By Opaleke Oluwaseun
Physical fitness is your ability to carry out tasks without undue fatigue. In the most general terms, a fit person is able to perform tasks with more sustainable energy and for longer periods than an unfit person. Physical fitness is generally achieved through proper nutrition, moderate-vigorous physical exercise, and sufficient rest.
Benefits of physical fitness include:
1. Regular physical activity can reduce blood pressure in those with high blood pressure levels. Physical activity reduces body fat, which is associated with high blood pressure.
2. Noninsulin-Dependent Diabetes
By reducing body fat, physical activity can help to prevent and control this type of diabetes.
3. Physical activity helps to reduce body fat by building or preserving muscle mass and improving the body’s ability to use calories. When physical activity is combined with proper nutrition, it can help control weight and prevent obesity, a major risk factor for many diseases.
4. By increasing muscle strength and endurance and improving flexibility and posture, regular exercise helps to prevent back pain.
5. Osteoporosis. Regular weight-bearing exercise promotes bone formation and may prevent many forms of bone loss associated with aging.
Types of physical fitness
Aerobic exercise is sometimes known as “cardio” exercise that requires pumping of oxygenated blood by the heart to deliver oxygen to working muscles. It stimulates the heart rate and breathing rate to increase in a way that can be sustained for the exercise session. In contrast, anaerobic (“without oxygen”) exercise is activity that causes you to be quickly out of breath, like sprinting or lifting a heavy weight. Examples of aerobic exercises include cardio machines, spinning, running, swimming, walking, hiking, aerobics classes, dancing, cross country skiing, and kickboxing. There are many other types.
Aerobic exercises can become anaerobic exercises if performed at a level of intensity that is too high. It does not only improve fitness; it also known as benefits for both physical and emotional health. It can help prevent or reduce the chance of developing some cancers, diabetes, depression, cardiovascular disease, and osteoporosis.
Anaerobic exercise consists of brief intense bursts of physical activity, such as weightlifting and sprints, where oxygen demand surpasses oxygen supply.
Anaerobics builds and maintains lean muscle mass, protects your joints, it helps boost metabolism because it helps build and maintain lean muscle. Lean muscle mass is metabolically active, so the more lean muscle mass you have, the more calories you will burn. It will increase the strength and density of your bones more than any other type of exercise, therefore decreasing your risk of osteoporosis, your body relies on glycogen stored in your muscles as energy. Regular anaerobic exercise increases your body’s ability to store glycogen, giving you more energy during intense physical activity. Regular anaerobic exercise increases strength, speed and power, which will ultimately help improve your sports performance. Examples of anaerobic exercise include heavy weight training, sprinting (running or cycling) and jumping. Basically, any exercise that consists of short exertion, high-intensity movement is an anaerobic exercise.
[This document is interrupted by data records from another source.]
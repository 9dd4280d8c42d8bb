use std::{
    net::SocketAddr,
    path::PathBuf,
    sync::{Arc, Once},
};

use hw_common::config::WebhookConfig;
use hw_webhook::{serve, signature::sign, AppState};
use tempfile::TempDir;
use tokio::{net::TcpListener, sync::oneshot, task::JoinHandle};
use tracing::info;

pub const TEST_SECRET: &str = "integration-test-secret";

static TRACING: Once = Once::new();

/// Install a test subscriber once per process, honouring `RUST_LOG`
pub fn setup_test_env() {
    TRACING.call_once(|| {
        let _ = tracing_subscriber::fmt()
            .with_env_filter(tracing_subscriber::EnvFilter::from_default_env())
            .with_test_writer()
            .try_init();
    });
}

/// Config with every file under `dir`, the secret set, and fast rename retries
pub fn test_config(dir: &TempDir, github_api_url: &str) -> WebhookConfig {
    let mut config = WebhookConfig {
        port: 0,
        webhook_secret: Some(TEST_SECRET.to_string()),
        log_dir: dir.path().join("logs"),
        web_log_path: dir.path().join("public/logs.json"),
        web_log_capacity: 100,
        github_token: Some("ghp_integration".to_string()),
        github_api_url: github_api_url.to_string(),
        ..WebhookConfig::default()
    };
    config.rename.retry_delay_ms = 10;
    config.rename.conflict_retry_delay_ms = 20;
    config
}

/// A webhook server bound to a random loopback port
pub struct TestServer {
    pub addr: SocketAddr,
    pub log_dir: PathBuf,
    shutdown: Option<oneshot::Sender<()>>,
    handle: JoinHandle<eyre::Result<()>>,
}

impl TestServer {
    pub async fn start(config: WebhookConfig) -> eyre::Result<Self> {
        setup_test_env();

        let log_dir = config.log_dir.clone();
        let state = AppState::from_config(Arc::new(config)).await?;
        let listener = TcpListener::bind("127.0.0.1:0").await?;
        let addr = listener.local_addr()?;

        let (tx, rx) = oneshot::channel();
        let handle = tokio::spawn(serve(listener, state, async move {
            let _ = rx.await;
        }));
        info!(%addr, "Test server started");

        Ok(Self { addr, log_dir, shutdown: Some(tx), handle })
    }

    pub fn url(&self, path: &str) -> String {
        format!("http://{}{path}", self.addr)
    }

    /// Lines of `<log_dir>/<event>.log`, empty if the file does not exist
    pub fn log_lines(&self, event: &str) -> Vec<serde_json::Value> {
        match std::fs::read_to_string(self.log_dir.join(format!("{event}.log"))) {
            Ok(raw) => raw.lines().filter_map(|l| serde_json::from_str(l).ok()).collect(),
            Err(_) => Vec::new(),
        }
    }

    pub async fn stop(mut self) -> eyre::Result<()> {
        if let Some(tx) = self.shutdown.take() {
            let _ = tx.send(());
        }
        self.handle.await?
    }
}

/// `x-hub-signature-256` value for `body` under [`TEST_SECRET`]
pub fn signature_for(body: &[u8]) -> String {
    sign(TEST_SECRET.as_bytes(), body).expect("HMAC accepts any key length")
}

/// POST a delivery to `/webhook`, signed unless `signature` is given
pub async fn post_event(
    server: &TestServer,
    event: &str,
    body: &[u8],
    signature: Option<&str>,
) -> reqwest::Response {
    let signature = signature.map(str::to_string).unwrap_or_else(|| signature_for(body));
    reqwest::Client::new()
        .post(server.url("/webhook"))
        .header("content-type", "application/json")
        .header("x-github-event", event)
        .header("x-github-delivery", "72d3162e-cc78-11e3-81ab-4c9367dc0958")
        .header("x-hub-signature-256", signature)
        .body(body.to_vec())
        .send()
        .await
        .expect("request to test server")
}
Flexibility refers to the range of movement in a joint or series of joints, and length in muscles that cross the joints to induce a bending movement or motion. Flexibility varies between individuals, particularly in terms of differences in muscle length of multi-joint muscles. Flexibility training includes stretching exercises to lengthen the muscles and may include activities like yoga or Tai Chi.
MUSCULAR ENDURANCE AND STRENGTH
Muscular endurance is the ability of a muscle or group of muscles to sustain repeated contractions against a resistance for an extended period of time. It is one of the components of muscular fitness, along with muscular strength and power. In strength training, muscular endurance refers to the number of repetitions of a single exercise you can do without needing to stop and rest. Examples include how many times you can do a full squat, a sit-up, or a bicep curl with a light-to-moderate weight before breaking form.
The Top 5 Muscular Endurance Exercises include plank, body weight squats, walking lunges, pushups & situps.